(Saved data entries)
▬▬▬▬▬▬▬▬▬▬
//! Symfony-style `services.yml` store
//!
//! Records live under the top-level `services:` mapping, keyed by id. Every
//! other key of the file (`imports`, `parameters`, `_defaults`, ...) is kept
//! as is.
//!
//! New records are appended as text at the end of the `services:` block, so
//! comments, blank lines and quoting of the existing file survive. Only a
//! replaced record (or a layout the append cannot handle) makes the whole
//! document go through `serde_yaml` again, which drops comments.

use super::{ServiceStore, UpsertOutcome};
use crate::error::{MakerError, Result};
use crate::scaffold::services::ServiceDescriptor;
use serde::{Deserialize, Serialize};
use serde_yaml::{Mapping, Value};
use std::fs;
use std::io::ErrorKind;
use std::path::{Path, PathBuf};

const SERVICES_KEY: &str = "services";

/// What to do when a record with the same id but different content exists
#[derive(Debug, Clone, Copy, Default, PartialEq, Eq, Serialize, Deserialize)]
#[serde(rename_all = "lowercase")]
pub enum ServiceConflictPolicy {
    /// Replace the stored record (last write wins)
    #[default]
    Overwrite,
    /// Leave the stored record untouched
    Keep,
}

/// Services file loaded in memory, written back on [`ServiceStore::persist`]
#[derive(Debug)]
pub struct YamlServiceStore {
    path: PathBuf,
    source: Option<String>,
    document: Mapping,
    policy: ServiceConflictPolicy,
    inserted: Vec<String>,
    rewrite: bool,
}

impl YamlServiceStore {
    /// Load `path`, starting from an empty document if it does not exist
    ///
    /// # Errors
    ///
    /// Returns an error if the file cannot be read, is not valid YAML, or its
    /// `services` key is not a mapping.
    pub fn load(path: impl Into<PathBuf>, policy: ServiceConflictPolicy) -> Result<Self> {
        let path = path.into();

        let source = match fs::read_to_string(&path) {
            Ok(source) => Some(source),
            Err(err) if err.kind() == ErrorKind::NotFound => None,
            Err(err) => return Err(MakerError::io(&path, err)),
        };
        let document = match &source {
            Some(source) => Self::parse(&path, source)?,
            None => Mapping::new(),
        };

        Ok(Self {
            path,
            source,
            document,
            policy,
            inserted: Vec::new(),
            rewrite: false,
        })
    }

    fn parse(path: &Path, source: &str) -> Result<Mapping> {
        let value: Value = serde_yaml::from_str(source)
            .map_err(|err| MakerError::Services(format!("{}: {err}", path.display())))?;

        let document = match value {
            Value::Null => Mapping::new(),
            Value::Mapping(mapping) => mapping,
            _ => {
                return Err(MakerError::Services(format!(
                    "{}: expected a mapping at the top level",
                    path.display()
                )))
            }
        };

        match document.get(SERVICES_KEY) {
            None | Some(Value::Null | Value::Mapping(_)) => Ok(document),
            Some(_) => Err(MakerError::Services(format!(
                "{}: `{SERVICES_KEY}` is not a mapping",
                path.display()
            ))),
        }
    }

    /// File this store reads and writes
    #[must_use]
    pub fn path(&self) -> &Path {
        &self.path
    }

    /// Stored record of a service, if any
    #[must_use]
    pub fn service(&self, id: &str) -> Option<&Value> {
        self.document
            .get(SERVICES_KEY)
            .and_then(Value::as_mapping)
            .and_then(|services| services.get(id))
    }

    fn services_mut(&mut self) -> Result<&mut Mapping> {
        if !self.document.get(SERVICES_KEY).is_some_and(Value::is_mapping) {
            self.document
                .insert(Value::from(SERVICES_KEY), Value::Mapping(Mapping::new()));
        }
        self.document
            .get_mut(SERVICES_KEY)
            .and_then(Value::as_mapping_mut)
            .ok_or_else(|| MakerError::Services(format!("{}: no services mapping", self.path.display())))
    }
}
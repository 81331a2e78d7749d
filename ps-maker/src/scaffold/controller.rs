//! Controller augmentation
//!
//! The admin controller is the only generated artifact that may already
//! exist and hold hand-written code. It goes through a small state machine:
//!
//! ```text
//! Absent ──render skeleton + action──────────────▶ Created
//! Present ─┬─ action already declared ───────────▶ Unchanged
//!          ├─ parse + append action ─────────────▶ Augmented
//!          └─ unreadable or unparseable ─────────▶ Skipped (warning)
//! ```

use super::artifacts::{split_class, ArtifactKind, ArtifactSpec, GridContext};
use super::services::grid_class;
use super::source::SourceDocument;
use crate::error::{MakerError, Result};
use crate::templates::{TemplateRenderer, CONTROLLER, INDEX_ACTION};
use crate::workspace::SourceStore;
use serde_json::json;

/// Action added to the controller
pub const INDEX_ACTION_NAME: &str = "indexAction";

/// Return type of the action, fully qualified so no import is needed
pub const RESPONSE_TYPE: &str = "\\Symfony\\Component\\HttpFoundation\\Response";

/// Terminal state of the controller step
#[derive(Debug)]
pub enum ControllerOutcome {
    /// New controller file
    Created(ArtifactSpec),
    /// Existing controller with the action appended
    Augmented {
        /// Rewritten file
        spec: ArtifactSpec,
        /// Source before augmentation
        original: String,
    },
    /// The action is already there
    Unchanged {
        /// Controller class
        class: String,
    },
    /// The controller could not be read; nothing is written for it
    Skipped(MakerError),
}

/// Creates or augments the entity's admin controller
#[derive(Debug, Clone, Copy, Default)]
pub struct ControllerAugmenter;

impl ControllerAugmenter {
    /// Fully qualified controller class of the entity
    #[must_use]
    pub fn controller_class(ctx: &GridContext<'_>) -> String {
        format!(
            "{}{}Controller",
            ctx.layout.controller_namespace(),
            ctx.ids.class_name
        )
    }

    /// Render the action member
    ///
    /// # Errors
    ///
    /// Fails if the action template is missing or does not render.
    pub fn render_action(ctx: &GridContext<'_>, templates: &dyn TemplateRenderer) -> Result<String> {
        let filters = grid_class(ctx.layout, ctx.ids, ArtifactKind::Filters)
            .ok_or_else(|| MakerError::Config("Filters have no class".to_string()))?;

        let variables = json!({
            "action_name": INDEX_ACTION_NAME,
            "filters_type": format!("\\{filters}"),
            "response_type": RESPONSE_TYPE,
            "grid_factory_service": ctx.service_ids().grid_factory(),
            "view_reference": ctx.layout.view_reference(ctx.ids),
            "grid_name": ctx.ids.human_title,
            "grid_name_lower": ctx.ids.human_title.to_lowercase(),
            "translation_domain": ctx.translation_domain,
        });

        templates.render(INDEX_ACTION, &variables)
    }

    /// Decide what happens to the controller
    ///
    /// Only template failures and invalid identifiers are returned as
    /// errors. Problems with an existing file end in
    /// [`ControllerOutcome::Skipped`].
    ///
    /// # Errors
    ///
    /// Returns [`MakerError::InvalidIdentifier`] or
    /// [`MakerError::MissingTemplate`].
    pub fn augment(
        &self,
        ctx: &GridContext<'_>,
        templates: &dyn TemplateRenderer,
        sources: &dyn SourceStore,
    ) -> Result<ControllerOutcome> {
        ctx.ids.validate()?;

        let class = Self::controller_class(ctx);
        let path = ctx.layout.class_path(&class).ok_or_else(|| {
            MakerError::Config(format!("No autoload prefix matches class {class}"))
        })?;
        let action = Self::render_action(ctx, templates)?;

        if !sources.class_exists(&class) {
            let (namespace, class_name) = split_class(&class);
            let variables = json!({
                "namespace": namespace,
                "class_name": class_name,
            });
            let skeleton = templates.render(CONTROLLER, &variables)?;
            let mut document = SourceDocument::parse(&skeleton).map_err(|err| MakerError::Render {
                template: CONTROLLER.to_string(),
                message: err.to_string(),
            })?;
            document.append_member(&action);

            tracing::debug!(%class, "Creating controller");
            return Ok(ControllerOutcome::Created(ArtifactSpec {
                path,
                template: CONTROLLER.to_string(),
                variables,
                content: document.to_source(),
                description: format!("controller for {}", ctx.ids.class_name),
            }));
        }

        let original = match sources.read_existing_source(&class) {
            Ok(Some(source)) => source,
            Ok(None) => {
                return Ok(Self::skip(&class, "the class exists but its file could not be located"))
            }
            Err(err) => return Ok(Self::skip(&class, &err.to_string())),
        };

        let mut document = match SourceDocument::parse(&original) {
            Ok(document) => document,
            Err(err) => return Ok(Self::skip(&class, &err.to_string())),
        };

        if document.has_method(INDEX_ACTION_NAME) {
            tracing::debug!(%class, action = INDEX_ACTION_NAME, "Action already present");
            return Ok(ControllerOutcome::Unchanged { class });
        }

        document.append_member(&action);
        tracing::debug!(%class, action = INDEX_ACTION_NAME, "Appending action");

        Ok(ControllerOutcome::Augmented {
            spec: ArtifactSpec {
                path,
                template: INDEX_ACTION.to_string(),
                variables: json!({ "action_name": INDEX_ACTION_NAME }),
                content: document.to_source(),
                description: format!("{INDEX_ACTION_NAME} added to {}", document.class_name()),
            },
            original,
        })
    }

    fn skip(class: &str, reason: &str) -> ControllerOutcome {
        let warning = MakerError::ControllerRead {
            class: class.to_string(),
            reason: reason.to_string(),
        };
        tracing::warn!(%class, %reason, "Skipping controller");
        ControllerOutcome::Skipped(warning)
    }
}
//! Artifact generators
//!
//! One generator per artifact kind. Each consumes the entity identifiers and
//! a template and yields a file-write instruction, a service descriptor, or
//! both. Rendering happens here, before anything is committed, so a missing
//! template or an invalid identifier aborts the whole plan.

use super::destination::Layout;
use super::naming::IdentifierSet;
use super::property::PropertyDescriptor;
use super::services::{grid_class, ServiceDescriptor, ServiceIds};
use crate::error::{MakerError, Result};
use crate::templates::TemplateRenderer;
use serde_json::Value;
use std::fmt;
use std::path::PathBuf;

mod definition_factory;
mod factories;
mod filters;
mod query_builder;
mod view;

pub use definition_factory::DefinitionFactoryGenerator;
pub use factories::{DataFactoryGenerator, GridFactoryGenerator};
pub use filters::FiltersGenerator;
pub use query_builder::{select_statement, QueryBuilderGenerator};
pub use view::ViewTemplateGenerator;

/// Kind of generated artifact
#[derive(Debug, Clone, Copy, PartialEq, Eq, Hash)]
pub enum ArtifactKind {
    /// Grid definition factory class and service
    DefinitionFactory,
    /// Search filters class
    Filters,
    /// Query builder class and service
    QueryBuilder,
    /// Grid data factory service
    DataFactory,
    /// Grid factory service
    GridFactory,
    /// Grid index view
    Template,
}

impl fmt::Display for ArtifactKind {
    fn fmt(&self, f: &mut fmt::Formatter<'_>) -> fmt::Result {
        let label = match self {
            Self::DefinitionFactory => "grid definition factory",
            Self::Filters => "filters",
            Self::QueryBuilder => "query builder",
            Self::DataFactory => "grid data factory",
            Self::GridFactory => "grid factory",
            Self::Template => "view template",
        };
        f.write_str(label)
    }
}

/// Everything a generator needs to know about the run
#[derive(Debug, Clone, Copy)]
pub struct GridContext<'a> {
    /// Entity identifiers
    pub ids: &'a IdentifierSet,
    /// Entity properties, in column order
    pub properties: &'a [PropertyDescriptor],
    /// Destination layout
    pub layout: &'a Layout,
    /// Translation domain for grid and column titles
    pub translation_domain: &'a str,
}

impl GridContext<'_> {
    /// Service ids of this entity
    #[must_use]
    pub fn service_ids(&self) -> ServiceIds {
        ServiceIds::new(self.layout, self.ids)
    }
}

/// A rendered file, ready to be written
#[derive(Debug, Clone)]
pub struct ArtifactSpec {
    /// Path relative to the project root
    pub path: PathBuf,
    /// Template the content was rendered from
    pub template: String,
    /// Variables the template was rendered with
    pub variables: Value,
    /// Rendered content
    pub content: String,
    /// Short description for user feedback
    pub description: String,
}

/// Output of one generator
#[derive(Debug, Clone)]
pub struct Artifact {
    /// Kind of artifact
    pub kind: ArtifactKind,
    /// File to write, if any
    pub file: Option<ArtifactSpec>,
    /// Service to upsert, if any
    pub service: Option<ServiceDescriptor>,
}

/// Common contract of the artifact generators
pub trait ArtifactGenerator {
    /// Kind of artifact produced
    fn kind(&self) -> ArtifactKind;

    /// Produce the artifact for one entity
    ///
    /// # Errors
    ///
    /// Returns [`MakerError::InvalidIdentifier`] if an identifier is empty and
    /// [`MakerError::MissingTemplate`] if the template cannot be found.
    fn generate(&self, ctx: &GridContext<'_>, templates: &dyn TemplateRenderer) -> Result<Artifact>;
}

/// The file and service generators, in generation order
///
/// The view template generator is not included: it runs after the
/// controller.
#[must_use]
pub fn grid_generators() -> Vec<Box<dyn ArtifactGenerator>> {
    vec![
        Box::new(DefinitionFactoryGenerator),
        Box::new(FiltersGenerator),
        Box::new(QueryBuilderGenerator),
        Box::new(DataFactoryGenerator),
        Box::new(GridFactoryGenerator),
    ]
}

/// Split a fully qualified class into namespace and short name
#[must_use]
pub fn split_class(class: &str) -> (&str, &str) {
    let class = class.trim_start_matches('\\');
    class.rsplit_once('\\').unwrap_or(("", class))
}

/// Render a generated class of `kind` into a file spec
///
/// `variables` must be a JSON object; `namespace` and `class_name` are added.
pub(crate) fn render_class(
    ctx: &GridContext<'_>,
    templates: &dyn TemplateRenderer,
    kind: ArtifactKind,
    template: &str,
    mut variables: Value,
) -> Result<ArtifactSpec> {
    ctx.ids.validate()?;

    let class = grid_class(ctx.layout, ctx.ids, kind)
        .ok_or_else(|| MakerError::Config(format!("{kind} is not a class artifact")))?;
    let path = ctx.layout.class_path(&class).ok_or_else(|| {
        MakerError::Config(format!("No autoload prefix matches class {class}"))
    })?;

    let (namespace, class_name) = split_class(&class);
    if let Value::Object(map) = &mut variables {
        map.insert("namespace".to_string(), Value::from(namespace));
        map.insert("class_name".to_string(), Value::from(class_name));
    }

    let content = templates.render(template, &variables)?;
    tracing::debug!(%kind, path = %path.display(), "Rendered class");

    Ok(ArtifactSpec {
        path,
        template: template.to_string(),
        variables,
        content,
        description: format!("{kind} for {}", ctx.ids.class_name),
    })
}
▬▬▬▬▬▬▬▬▬▬
» **TASK TO COMPLETE**: Starting at the line above that contains "the project root", repeat each line exactly up to and including the line that contains "for user feedback", and stop there.

» **OUTPUT FOR THIS EXERCISE**:
    /// Path relative to the project root
    pub path: PathBuf,
    /// Template the content was rendered from
    pub template: String,
    /// Variables the template was rendered with
    pub variables: Value,
    /// Rendered content
    pub content: String,
    /// Short description for user feedback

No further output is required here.